Your task
Go through the lines below and copy each one that holds the string "Option".
** Opening Data supplied block **
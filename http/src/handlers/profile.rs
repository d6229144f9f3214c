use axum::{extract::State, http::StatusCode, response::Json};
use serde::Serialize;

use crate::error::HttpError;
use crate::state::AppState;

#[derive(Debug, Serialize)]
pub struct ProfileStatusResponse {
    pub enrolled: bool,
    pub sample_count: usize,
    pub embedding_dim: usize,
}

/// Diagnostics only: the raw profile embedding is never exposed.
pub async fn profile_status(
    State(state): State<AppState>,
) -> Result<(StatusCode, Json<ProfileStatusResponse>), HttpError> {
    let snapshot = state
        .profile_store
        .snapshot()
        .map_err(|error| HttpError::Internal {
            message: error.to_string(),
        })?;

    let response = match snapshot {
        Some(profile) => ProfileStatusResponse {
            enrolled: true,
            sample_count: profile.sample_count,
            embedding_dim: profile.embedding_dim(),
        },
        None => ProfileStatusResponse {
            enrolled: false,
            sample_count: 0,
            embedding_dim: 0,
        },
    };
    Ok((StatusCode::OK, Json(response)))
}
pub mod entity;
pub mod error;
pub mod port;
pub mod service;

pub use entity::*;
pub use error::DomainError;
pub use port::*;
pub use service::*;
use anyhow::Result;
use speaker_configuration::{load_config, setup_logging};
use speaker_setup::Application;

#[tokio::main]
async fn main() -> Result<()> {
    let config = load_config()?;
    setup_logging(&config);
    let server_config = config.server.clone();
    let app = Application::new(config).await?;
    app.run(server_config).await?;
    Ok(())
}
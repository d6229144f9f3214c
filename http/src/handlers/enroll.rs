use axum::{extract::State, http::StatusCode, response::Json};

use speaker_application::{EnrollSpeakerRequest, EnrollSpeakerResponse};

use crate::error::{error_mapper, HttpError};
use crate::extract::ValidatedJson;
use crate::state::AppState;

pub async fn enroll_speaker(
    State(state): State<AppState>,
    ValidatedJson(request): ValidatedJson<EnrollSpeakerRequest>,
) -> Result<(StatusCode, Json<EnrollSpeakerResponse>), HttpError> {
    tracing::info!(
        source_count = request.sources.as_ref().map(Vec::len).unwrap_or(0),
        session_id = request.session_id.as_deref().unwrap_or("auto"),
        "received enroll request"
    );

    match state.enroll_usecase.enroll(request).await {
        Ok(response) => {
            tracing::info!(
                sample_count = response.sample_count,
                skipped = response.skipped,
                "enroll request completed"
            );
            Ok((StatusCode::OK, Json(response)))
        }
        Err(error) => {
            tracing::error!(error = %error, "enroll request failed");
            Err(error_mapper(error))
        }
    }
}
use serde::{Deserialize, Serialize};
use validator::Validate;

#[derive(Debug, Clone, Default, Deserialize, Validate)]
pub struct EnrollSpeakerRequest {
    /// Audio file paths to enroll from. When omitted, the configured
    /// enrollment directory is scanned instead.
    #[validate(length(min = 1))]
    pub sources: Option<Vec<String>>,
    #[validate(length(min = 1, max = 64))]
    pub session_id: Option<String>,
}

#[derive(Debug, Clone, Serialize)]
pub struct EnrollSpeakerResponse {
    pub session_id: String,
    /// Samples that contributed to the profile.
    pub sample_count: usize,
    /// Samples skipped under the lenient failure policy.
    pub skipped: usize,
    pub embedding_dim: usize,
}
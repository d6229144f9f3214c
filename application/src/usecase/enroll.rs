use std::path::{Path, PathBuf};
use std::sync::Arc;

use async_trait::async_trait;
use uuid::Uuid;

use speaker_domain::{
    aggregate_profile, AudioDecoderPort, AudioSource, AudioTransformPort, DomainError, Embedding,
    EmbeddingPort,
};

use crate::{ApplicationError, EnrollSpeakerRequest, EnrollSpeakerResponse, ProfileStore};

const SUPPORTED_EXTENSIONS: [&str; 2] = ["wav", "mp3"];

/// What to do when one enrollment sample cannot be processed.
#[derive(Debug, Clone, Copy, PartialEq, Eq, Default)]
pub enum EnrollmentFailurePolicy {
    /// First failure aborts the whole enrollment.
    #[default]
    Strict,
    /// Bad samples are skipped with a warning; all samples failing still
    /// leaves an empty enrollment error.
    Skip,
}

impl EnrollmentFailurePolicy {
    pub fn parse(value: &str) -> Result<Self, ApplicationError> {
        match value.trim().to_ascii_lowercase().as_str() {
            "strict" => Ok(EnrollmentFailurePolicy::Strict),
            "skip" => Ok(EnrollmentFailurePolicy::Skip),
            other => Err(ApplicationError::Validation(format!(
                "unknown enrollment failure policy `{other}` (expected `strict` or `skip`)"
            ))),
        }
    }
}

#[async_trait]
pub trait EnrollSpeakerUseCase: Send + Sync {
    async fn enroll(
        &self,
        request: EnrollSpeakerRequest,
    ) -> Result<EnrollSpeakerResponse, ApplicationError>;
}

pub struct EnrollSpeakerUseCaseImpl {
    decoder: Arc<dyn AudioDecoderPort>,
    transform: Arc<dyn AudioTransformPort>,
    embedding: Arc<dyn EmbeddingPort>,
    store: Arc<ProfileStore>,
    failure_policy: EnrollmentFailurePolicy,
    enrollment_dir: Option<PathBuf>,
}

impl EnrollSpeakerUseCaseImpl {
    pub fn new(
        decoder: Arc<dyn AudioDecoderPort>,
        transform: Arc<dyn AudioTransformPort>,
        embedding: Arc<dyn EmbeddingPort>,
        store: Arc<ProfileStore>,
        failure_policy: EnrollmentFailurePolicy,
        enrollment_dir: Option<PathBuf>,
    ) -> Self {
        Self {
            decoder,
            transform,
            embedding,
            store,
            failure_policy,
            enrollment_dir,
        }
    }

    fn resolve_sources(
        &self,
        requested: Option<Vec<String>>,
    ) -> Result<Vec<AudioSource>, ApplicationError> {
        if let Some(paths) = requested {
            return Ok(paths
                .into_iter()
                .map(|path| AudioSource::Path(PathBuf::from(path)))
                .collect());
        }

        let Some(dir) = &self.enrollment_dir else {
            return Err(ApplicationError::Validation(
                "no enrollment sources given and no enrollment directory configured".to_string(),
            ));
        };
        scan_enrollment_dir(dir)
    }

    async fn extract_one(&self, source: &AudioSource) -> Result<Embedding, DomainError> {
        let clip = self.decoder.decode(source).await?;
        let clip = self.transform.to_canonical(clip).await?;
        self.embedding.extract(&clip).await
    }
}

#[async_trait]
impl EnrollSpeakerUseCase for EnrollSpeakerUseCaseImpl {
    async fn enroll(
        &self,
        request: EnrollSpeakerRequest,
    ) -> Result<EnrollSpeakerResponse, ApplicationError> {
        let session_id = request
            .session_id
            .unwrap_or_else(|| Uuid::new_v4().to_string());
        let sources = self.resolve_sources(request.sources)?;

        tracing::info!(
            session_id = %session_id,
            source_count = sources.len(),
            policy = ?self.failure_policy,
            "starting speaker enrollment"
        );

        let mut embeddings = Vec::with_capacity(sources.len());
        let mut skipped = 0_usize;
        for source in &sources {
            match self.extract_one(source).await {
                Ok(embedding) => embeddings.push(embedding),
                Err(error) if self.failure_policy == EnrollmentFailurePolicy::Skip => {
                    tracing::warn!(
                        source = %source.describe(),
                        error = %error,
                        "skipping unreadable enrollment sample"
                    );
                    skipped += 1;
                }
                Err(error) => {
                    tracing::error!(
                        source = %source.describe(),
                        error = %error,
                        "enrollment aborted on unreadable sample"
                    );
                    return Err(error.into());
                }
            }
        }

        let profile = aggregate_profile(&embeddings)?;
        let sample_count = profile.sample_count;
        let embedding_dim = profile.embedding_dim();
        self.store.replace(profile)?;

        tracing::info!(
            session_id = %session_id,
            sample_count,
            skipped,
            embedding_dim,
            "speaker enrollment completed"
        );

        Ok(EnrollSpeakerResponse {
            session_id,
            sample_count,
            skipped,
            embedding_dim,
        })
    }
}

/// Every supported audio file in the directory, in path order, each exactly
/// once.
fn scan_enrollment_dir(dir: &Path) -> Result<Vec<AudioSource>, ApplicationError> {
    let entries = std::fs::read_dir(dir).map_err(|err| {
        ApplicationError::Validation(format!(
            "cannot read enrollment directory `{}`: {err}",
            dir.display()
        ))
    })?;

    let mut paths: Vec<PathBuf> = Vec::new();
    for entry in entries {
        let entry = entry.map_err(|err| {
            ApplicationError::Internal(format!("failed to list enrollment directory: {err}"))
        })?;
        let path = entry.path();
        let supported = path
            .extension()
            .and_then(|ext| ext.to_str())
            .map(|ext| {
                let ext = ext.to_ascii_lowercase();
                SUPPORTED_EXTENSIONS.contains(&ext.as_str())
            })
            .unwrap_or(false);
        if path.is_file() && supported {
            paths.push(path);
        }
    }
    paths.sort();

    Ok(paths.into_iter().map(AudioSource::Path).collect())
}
** Closing Data supplied block **
Exercise output
    pub sources: Option<Vec<String>>,
    pub session_id: Option<String>,
    enrollment_dir: Option<PathBuf>,
        enrollment_dir: Option<PathBuf>,
        requested: Option<Vec<String>>,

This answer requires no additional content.